→ Task statement: An exact transcription of every record is needed.

....

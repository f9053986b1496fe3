use std::sync::Arc;
use std::thread::{self, JoinHandle};

use crossbeam_channel::{bounded, Receiver, Sender};
use tracing::{trace, warn};

use crate::common::{ArborError, PageId, Result, DEFAULT_DISK_QUEUE_DEPTH, PAGE_SIZE};

use super::DiskManager;

/// Owned page buffer moved between callers and the worker thread
pub type PageBuf = Box<[u8; PAGE_SIZE]>;

/// A disk I/O request. The buffer travels with the request and comes back
/// through the completion channel, so no memory is shared with the worker.
pub enum DiskRequest {
    Read {
        page_id: PageId,
        data: PageBuf,
        done: Sender<Result<PageBuf>>,
    },
    Write {
        page_id: PageId,
        data: PageBuf,
        done: Sender<Result<PageBuf>>,
    },
}

impl DiskRequest {
    fn page_id(&self) -> PageId {
        match self {
            DiskRequest::Read { page_id, .. } | DiskRequest::Write { page_id, .. } => *page_id,
        }
    }
}

/// DiskScheduler runs a background worker that processes page I/O requests
/// in arrival order.
pub struct DiskScheduler {
    disk_manager: Arc<DiskManager>,
    /// `None` once shutdown has started; dropping the sender stops the worker
    request_sender: Option<Sender<DiskRequest>>,
    worker_handle: Option<JoinHandle<()>>,
}

impl DiskScheduler {
    /// Spawns the worker thread.
    pub fn new(disk_manager: Arc<DiskManager>) -> Self {
        let (sender, receiver) = bounded::<DiskRequest>(DEFAULT_DISK_QUEUE_DEPTH);

        let dm = Arc::clone(&disk_manager);
        let worker_handle = thread::Builder::new()
            .name("arbor-disk-scheduler".into())
            .spawn(move || Self::run_worker(dm, receiver))
            .ok();

        Self {
            disk_manager,
            request_sender: Some(sender),
            worker_handle,
        }
    }

    /// Queues a request for the worker.
    pub fn schedule(&self, request: DiskRequest) -> Result<()> {
        if self.worker_handle.is_none() {
            return Err(ArborError::DiskScheduler("worker thread not running".into()));
        }
        let sender = self
            .request_sender
            .as_ref()
            .ok_or_else(|| ArborError::DiskScheduler("scheduler is shutting down".into()))?;
        sender
            .send(request)
            .map_err(|e| ArborError::DiskScheduler(format!("failed to schedule request: {}", e)))
    }

    /// Reads a page and blocks until the worker has filled `data`.
    pub fn schedule_read_sync(&self, page_id: PageId, data: &mut [u8]) -> Result<()> {
        assert_eq!(data.len(), PAGE_SIZE);

        let (done, rx) = bounded(1);
        self.schedule(DiskRequest::Read {
            page_id,
            data: Box::new([0u8; PAGE_SIZE]),
            done,
        })?;

        let buf = Self::wait(rx)?;
        data.copy_from_slice(&buf[..]);
        Ok(())
    }

    /// Writes a page and blocks until it has reached the disk manager.
    pub fn schedule_write_sync(&self, page_id: PageId, data: &[u8]) -> Result<()> {
        assert_eq!(data.len(), PAGE_SIZE);

        let mut buf: PageBuf = Box::new([0u8; PAGE_SIZE]);
        buf.copy_from_slice(data);

        let (done, rx) = bounded(1);
        self.schedule(DiskRequest::Write {
            page_id,
            data: buf,
            done,
        })?;

        Self::wait(rx).map(|_| ())
    }

    fn wait(rx: Receiver<Result<PageBuf>>) -> Result<PageBuf> {
        rx.recv().map_err(|e| {
            ArborError::DiskScheduler(format!("failed to receive completion: {}", e))
        })?
    }

    /// Processes requests until every sender is gone.
    fn run_worker(disk_manager: Arc<DiskManager>, receiver: Receiver<DiskRequest>) {
        for request in receiver.iter() {
            Self::process_request(&disk_manager, request);
        }
    }

    fn process_request(disk_manager: &DiskManager, request: DiskRequest) {
        let page_id = request.page_id();
        let (outcome, done) = match request {
            DiskRequest::Read {
                page_id,
                mut data,
                done,
            } => (
                disk_manager.read_page(page_id, &mut data[..]).map(|_| data),
                done,
            ),
            DiskRequest::Write {
                page_id,
                data,
                done,
            } => (disk_manager.write_page(page_id, &data[..]).map(|_| data), done),
        };

        match &outcome {
            Ok(_) => trace!(%page_id, "disk request completed"),
            Err(e) => warn!(%page_id, error = %e, "disk request failed"),
        }
        let _ = done.send(outcome);
    }

    /// Returns the underlying DiskManager.
    pub fn disk_manager(&self) -> &Arc<DiskManager> {
        &self.disk_manager
    }
}

impl Drop for DiskScheduler {
    fn drop(&mut self) {
        // Closing the channel lets the worker drain the queue and exit
        self.request_sender.take();
        if let Some(handle) = self.worker_handle.take() {
            let _ = handle.join();
        }
    }
}

#[cfg(test)]
mod tests {
    use super::*;
    use tempfile::NamedTempFile;

    #[test]
    fn test_disk_scheduler_read_write() {
        let temp_file = NamedTempFile::new().unwrap();
        let dm = Arc::new(DiskManager::new(temp_file.path()).unwrap());
        let scheduler = DiskScheduler::new(dm);

        let page_id = scheduler.disk_manager().allocate_page().unwrap();

        let mut write_data = [0u8; PAGE_SIZE];
        write_data[0] = 42;
        write_data[100] = 255;
        scheduler.schedule_write_sync(page_id, &write_data).unwrap();

        let mut read_data = [0u8; PAGE_SIZE];
        scheduler
            .schedule_read_sync(page_id, &mut read_data)
            .unwrap();

        assert_eq!(read_data[0], 42);
        assert_eq!(read_data[100], 255);
    }

    #[test]
    fn test_disk_scheduler_propagates_errors() {
        let temp_file = NamedTempFile::new().unwrap();
        let dm = Arc::new(DiskManager::new(temp_file.path()).unwrap());
        let scheduler = DiskScheduler::new(dm);

        let data = [0u8; PAGE_SIZE];
        let result = scheduler.schedule_write_sync(crate::common::INVALID_PAGE_ID, &data);
        assert!(matches!(result, Err(ArborError::InvalidPageId(_))));
    }

    #[test]
    fn test_disk_scheduler_concurrent_writers() {
        let temp_file = NamedTempFile::new().unwrap();
        let dm = Arc::new(DiskManager::new(temp_file.path()).unwrap());
        let scheduler = Arc::new(DiskScheduler::new(dm));

        let page_ids: Vec<_> = (0..8)
            .map(|_| scheduler.disk_manager().allocate_page().unwrap())
            .collect();

        let handles: Vec<_> = page_ids
            .iter()
            .map(|&pid| {
                let scheduler = Arc::clone(&scheduler);
                thread::spawn(move || {
                    let data = [pid.as_u32() as u8 + 1; PAGE_SIZE];
                    scheduler.schedule_write_sync(pid, &data).unwrap();
                })
            })
            .collect();
        for handle in handles {
            handle.join().unwrap();
        }

        for &pid in &page_ids {
            let mut data = [0u8; PAGE_SIZE];
            scheduler.schedule_read_sync(pid, &mut data).unwrap();
            assert_eq!(data[PAGE_SIZE - 1], pid.as_u32() as u8 + 1);
        }
    }
}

....

→ Reply to the task:
repository f9053986b1496fe3
use std::sync::Arc;
use std::thread::{self, JoinHandle};

use crossbeam_channel::{bounded, Receiver, Sender};
use tracing::{trace, warn};

use crate::common::{ArborError, PageId, Result, DEFAULT_DISK_QUEUE_DEPTH, PAGE_SIZE};

use super::DiskManager;

/// Owned page buffer moved between callers and the worker thread
pub type PageBuf = Box<[u8; PAGE_SIZE]>;

/// A disk I/O request. The buffer travels with the request and comes back
/// through the completion channel, so no memory is shared with the worker.
pub enum DiskRequest {
    Read {
        page_id: PageId,
        data: PageBuf,
        done: Sender<Result<PageBuf>>,
    },
    Write {
        page_id: PageId,
        data: PageBuf,
        done: Sender<Result<PageBuf>>,
    },
}

impl DiskRequest {
    fn page_id(&self) -> PageId {
        match self {
            DiskRequest::Read { page_id, .. } | DiskRequest::Write { page_id, .. } => *page_id,
        }
    }
}

/// DiskScheduler runs a background worker that processes page I/O requests
/// in arrival order.
pub struct DiskScheduler {
    disk_manager: Arc<DiskManager>,
    /// `None` once shutdown has started; dropping the sender stops the worker
    request_sender: Option<Sender<DiskRequest>>,
    worker_handle: Option<JoinHandle<()>>,
}

impl DiskScheduler {
    /// Spawns the worker thread.
    pub fn new(disk_manager: Arc<DiskManager>) -> Self {
        let (sender, receiver) = bounded::<DiskRequest>(DEFAULT_DISK_QUEUE_DEPTH);

        let dm = Arc::clone(&disk_manager);
        let worker_handle = thread::Builder::new()
            .name("arbor-disk-scheduler".into())
            .spawn(move || Self::run_worker(dm, receiver))
            .ok();

        Self {
            disk_manager,
            request_sender: Some(sender),
            worker_handle,
        }
    }

    /// Queues a request for the worker.
    pub fn schedule(&self, request: DiskRequest) -> Result<()> {
        if self.worker_handle.is_none() {
            return Err(ArborError::DiskScheduler("worker thread not running".into()));
        }
        let sender = self
            .request_sender
            .as_ref()
            .ok_or_else(|| ArborError::DiskScheduler("scheduler is shutting down".into()))?;
        sender
            .send(request)
            .map_err(|e| ArborError::DiskScheduler(format!("failed to schedule request: {}", e)))
    }

    /// Reads a page and blocks until the worker has filled `data`.
    pub fn schedule_read_sync(&self, page_id: PageId, data: &mut [u8]) -> Result<()> {
        assert_eq!(data.len(), PAGE_SIZE);

        let (done, rx) = bounded(1);
        self.schedule(DiskRequest::Read {
            page_id,
            data: Box::new([0u8; PAGE_SIZE]),
            done,
        })?;

        let buf = Self::wait(rx)?;
        data.copy_from_slice(&buf[..]);
        Ok(())
    }

    /// Writes a page and blocks until it has reached the disk manager.
    pub fn schedule_write_sync(&self, page_id: PageId, data: &[u8]) -> Result<()> {
        assert_eq!(data.len(), PAGE_SIZE);

        let mut buf: PageBuf = Box::new([0u8; PAGE_SIZE]);
        buf.copy_from_slice(data);

        let (done, rx) = bounded(1);
        self.schedule(DiskRequest::Write {
            page_id,
            data: buf,
            done,
        })?;

        Self::wait(rx).map(|_| ())
    }

    fn wait(rx: Receiver<Result<PageBuf>>) -> Result<PageBuf> {
        rx.recv().map_err(|e| {
            ArborError::DiskScheduler(format!("failed to receive completion: {}", e))
        })?
    }

    /// Processes requests until every sender is gone.
    fn run_worker(disk_manager: Arc<DiskManager>, receiver: Receiver<DiskRequest>) {
        for request in receiver.iter() {
            Self::process_request(&disk_manager, request);
        }
    }

    fn process_request(disk_manager: &DiskManager, request: DiskRequest) {
        let page_id = request.page_id();
        let (outcome, done) = match request {
            DiskRequest::Read {
                page_id,
                mut data,
                done,
            } => (
                disk_manager.read_page(page_id, &mut data[..]).map(|_| data),
                done,
            ),
            DiskRequest::Write {
                page_id,
                data,
                done,
            } => (disk_manager.write_page(page_id, &data[..]).map(|_| data), done),
        };

        match &outcome {
            Ok(_) => trace!(%page_id, "disk request completed"),
            Err(e) => warn!(%page_id, error = %e, "disk request failed"),
        }
        let _ = done.send(outcome);
    }

    /// Returns the underlying DiskManager.
    pub fn disk_manager(&self) -> &Arc<DiskManager> {
        &self.disk_manager
    }
}

impl Drop for DiskScheduler {
    fn drop(&mut self) {
        // Closing the channel lets the worker drain the queue and exit
        self.request_sender.take();
        if let Some(handle) = self.worker_handle.take() {
            let _ = handle.join();
        }
    }
}

#[cfg(test)]
mod tests {
    use super::*;
    use tempfile::NamedTempFile;

    #[test]
    fn test_disk_scheduler_read_write() {
        let temp_file = NamedTempFile::new().unwrap();
        let dm = Arc::new(DiskManager::new(temp_file.path()).unwrap());
        let scheduler = DiskScheduler::new(dm);

        let page_id = scheduler.disk_manager().allocate_page().unwrap();

        let mut write_data = [0u8; PAGE_SIZE];
        write_data[0] = 42;
        write_data[100] = 255;
        scheduler.schedule_write_sync(page_id, &write_data).unwrap();

        let mut read_data = [0u8; PAGE_SIZE];
        scheduler
            .schedule_read_sync(page_id, &mut read_data)
            .unwrap();

        assert_eq!(read_data[0], 42);
        assert_eq!(read_data[100], 255);
    }

    #[test]
    fn test_disk_scheduler_propagates_errors() {
        let temp_file = NamedTempFile::new().unwrap();
        let dm = Arc::new(DiskManager::new(temp_file.path()).unwrap());
        let scheduler = DiskScheduler::new(dm);

        let data = [0u8; PAGE_SIZE];
        let result = scheduler.schedule_write_sync(crate::common::INVALID_PAGE_ID, &data);
        assert!(matches!(result, Err(ArborError::InvalidPageId(_))));
    }

    #[test]
    fn test_disk_scheduler_concurrent_writers() {
        let temp_file = NamedTempFile::new().unwrap();
        let dm = Arc::new(DiskManager::new(temp_file.path()).unwrap());
        let scheduler = Arc::new(DiskScheduler::new(dm));

        let page_ids: Vec<_> = (0..8)
            .map(|_| scheduler.disk_manager().allocate_page().unwrap())
            .collect();

        let handles: Vec<_> = page_ids
            .iter()
            .map(|&pid| {
                let scheduler = Arc::clone(&scheduler);
                thread::spawn(move || {
                    let data = [pid.as_u32() as u8 + 1; PAGE_SIZE];
                    scheduler.schedule_write_sync(pid, &data).unwrap();
                })
            })
            .collect();
        for handle in handles {
            handle.join().unwrap();
        }

        for &pid in &page_ids {
            let mut data = [0u8; PAGE_SIZE];
            scheduler.schedule_read_sync(pid, &mut data).unwrap();
            assert_eq!(data[PAGE_SIZE - 1], pid.as_u32() as u8 + 1);
        }
    }
}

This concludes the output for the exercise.